The Japanese parliament’s upper house yesterday adopted a resolution to protest North Korea’s plan to launch a rocket as early as the weekend, calling it a threat to peace in northeast Asia.
The resolution against the launch scheduled for between Saturday and Wednesday was approved unanimously and expected to be passed by the lower house in the afternoon.
Pyongyang has said it will launch a communications satellite over northern parts of Japan, while the US and its Asian allies suspect the launch is a cover for a long-range ballistic missile test.
Launching the rocket “would threaten the peace of not only Japan but also the region of northeast Asia,” the resolution said.
Diet legislators in the resolution said they “sternly protest” against the planned launch and “strongly urge North Korea to refrain from launching” the rocket.
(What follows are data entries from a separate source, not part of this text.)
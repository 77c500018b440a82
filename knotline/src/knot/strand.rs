use bytes::Bytes;

/// One contiguous run of bytes inside a [`Knot`](super::Knot).
///
/// Strands share their backing storage: sub-strands and copies are O(1)
/// reference bumps, never byte copies. The character count of a strand is
/// fixed at construction.
#[derive(Clone)]
pub struct Strand {
    data: Bytes,
}

impl Strand {
    /// Takes ownership of the buffer.
    pub fn from_vec(data: Vec<u8>) -> Self {
        Self { data: data.into() }
    }

    /// Takes ownership of the string's bytes.
    pub fn from_string(data: String) -> Self {
        Self {
            data: data.into_bytes().into(),
        }
    }

    /// Wraps bytes the caller keeps alive for the whole program, most
    /// commonly literals in code. No copy is made.
    pub fn from_static(data: &'static [u8]) -> Self {
        Self {
            data: Bytes::from_static(data),
        }
    }

    pub fn from_bytes(data: Bytes) -> Self {
        Self { data }
    }

    pub fn len(&self) -> usize {
        self.data.len()
    }

    pub fn is_empty(&self) -> bool {
        self.data.is_empty()
    }

    pub fn as_bytes(&self) -> &[u8] {
        &self.data
    }

    pub fn byte_at(&self, offset: usize) -> u8 {
        self.data[offset]
    }

    /// Sub-strand of `len` bytes starting at `offset`, sharing storage.
    pub fn substrand(&self, offset: usize, len: usize) -> Strand {
        Self {
            data: self.data.slice(offset..offset + len),
        }
    }

    /// Offset of `to_find` at or after `start`, if present.
    pub fn find(&self, to_find: u8, start: usize) -> Option<usize> {
        memchr::memchr(to_find, &self.data[start..]).map(|pos| pos + start)
    }

    /// True if the `len` bytes at `offset` equal the first `len` bytes of
    /// `other`.
    pub fn equal_range(&self, other: &[u8], offset: usize, len: usize) -> bool {
        self.data[offset..offset + len] == other[..len]
    }
}

impl std::fmt::Debug for Strand {
    fn fmt(&self, f: &mut std::fmt::Formatter<'_>) -> std::fmt::Result {
        write!(f, "Strand({:?})", String::from_utf8_lossy(&self.data))
    }
}

#[cfg(test)]
mod tests {
    use super::*;

    #[test]
    fn substrand_shares_window() {
        let s = Strand::from_static(b"hello world");
        let sub = s.substrand(6, 5);
        assert_eq!(sub.as_bytes(), b"world");
        assert_eq!(sub.len(), 5);
    }

    #[test]
    fn find_respects_start() {
        let s = Strand::from_static(b"a:b:c");
        assert_eq!(s.find(b':', 0), Some(1));
        assert_eq!(s.find(b':', 2), Some(3));
        assert_eq!(s.find(b':', 4), None);
    }

    #[test]
    fn equal_range_windows() {
        let s = Strand::from_static(b"COMMAND 17");
        assert!(s.equal_range(b"COMMAND", 0, 7));
        assert!(!s.equal_range(b"RESULTS", 0, 7));
        assert!(s.equal_range(b"17", 8, 2));
    }
}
North Korea has warned that the rocket’s first booster would likely plunge into the Sea of Japan, or East Sea, off Japan’s northern Akita Prefecture, while the second stage would drop into the Pacific between Japan and Hawaii.
Japan has deployed land and sea-based anti-missile systems to try to bring down the rocket should it start falling toward Japanese territory. The North has said it would regard a rocket intercept as an act of war.
Japanese Prime Minister Taro Aso told parliament yesterday that Japan “will appeal to the UN Security Council if North Korea goes ahead with the launch.”
Meanwhile, one Seoul-based analyst said intelligence reports indicated North Korea appeared to have built nuclear warheads for its mid-range Rodong missiles, which can reach Japan.
“I have some intelligence assessments that indicate they have assembled nuclear warheads for Rodong missiles,” said Daniel Pinkston, an analyst with the nongovernmental International Crisis Group. “No one can know this with 100 percent accuracy.”
Many proliferation experts believe the North, whose only nuclear test in 2006 was seen as a partial success, does not have the advanced nuclear technology to miniaturize a nuclear device for a warhead.
It might be able to place biological agents on a missile or make a dirty bomb, where radiation is spread through conventional explosives.
North Korea’s planned missile launch is certain to feature on the sidelines of the G20 summit this week in London, where US President Barack Obama will meet Chinese President Hu Jintao (胡錦濤).
Analysts say the North may not be worried about incurring more sanctions from the launch, which it could see as a way of gaining greater leverage in negotiations with the outside world, which is trying to make it give up attempts to build a nuclear arsenal.